### SOURCE DATA ###
//! Environment variable configuration

use std::env;
use std::path::PathBuf;

/// Environment variable prefix
const ENV_PREFIX: &str = "KUBEVIRT_MACHINE";

/// Settings read from `KUBEVIRT_MACHINE_*` variables
#[derive(Clone, Debug, Default)]
pub struct EnvConfig {
    /// Machine store root from KUBEVIRT_MACHINE_STORAGE_PATH
    pub storage_path: Option<PathBuf>,
    /// Log level from KUBEVIRT_MACHINE_LOG_LEVEL
    pub log_level: Option<String>,
}

impl EnvConfig {
    /// Load configuration from environment variables
    pub fn load() -> Self {
        Self {
            storage_path: get_env("STORAGE_PATH").map(PathBuf::from),
            log_level: get_env("LOG_LEVEL"),
        }
    }
}

/// Value of `var`, treating empty as unset
pub fn lookup(var: &str) -> Option<String> {
    env::var(var).ok().filter(|v| !v.is_empty())
}

/// Get environment variable with prefix
fn get_env(name: &str) -> Option<String> {
    lookup(&format!("{ENV_PREFIX}_{name}"))
}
###
▶ EXERCISE DETAILS: Print the entries exactly. Include every one.

▶ SOLUTION FOR THIS EXERCISE:
//! Environment variable configuration

use std::env;
use std::path::PathBuf;

/// Environment variable prefix
const ENV_PREFIX: &str = "KUBEVIRT_MACHINE";

/// Settings read from `KUBEVIRT_MACHINE_*` variables
#[derive(Clone, Debug, Default)]
pub struct EnvConfig {
    /// Machine store root from KUBEVIRT_MACHINE_STORAGE_PATH
    pub storage_path: Option<PathBuf>,
    /// Log level from KUBEVIRT_MACHINE_LOG_LEVEL
    pub log_level: Option<String>,
}

impl EnvConfig {
    /// Load configuration from environment variables
    pub fn load() -> Self {
        Self {
            storage_path: get_env("STORAGE_PATH").map(PathBuf::from),
            log_level: get_env("LOG_LEVEL"),
        }
    }
}

/// Value of `var`, treating empty as unset
pub fn lookup(var: &str) -> Option<String> {
    env::var(var).ok().filter(|v| !v.is_empty())
}

/// Get environment variable with prefix
fn get_env(name: &str) -> Option<String> {
    lookup(&format!("{ENV_PREFIX}_{name}"))
}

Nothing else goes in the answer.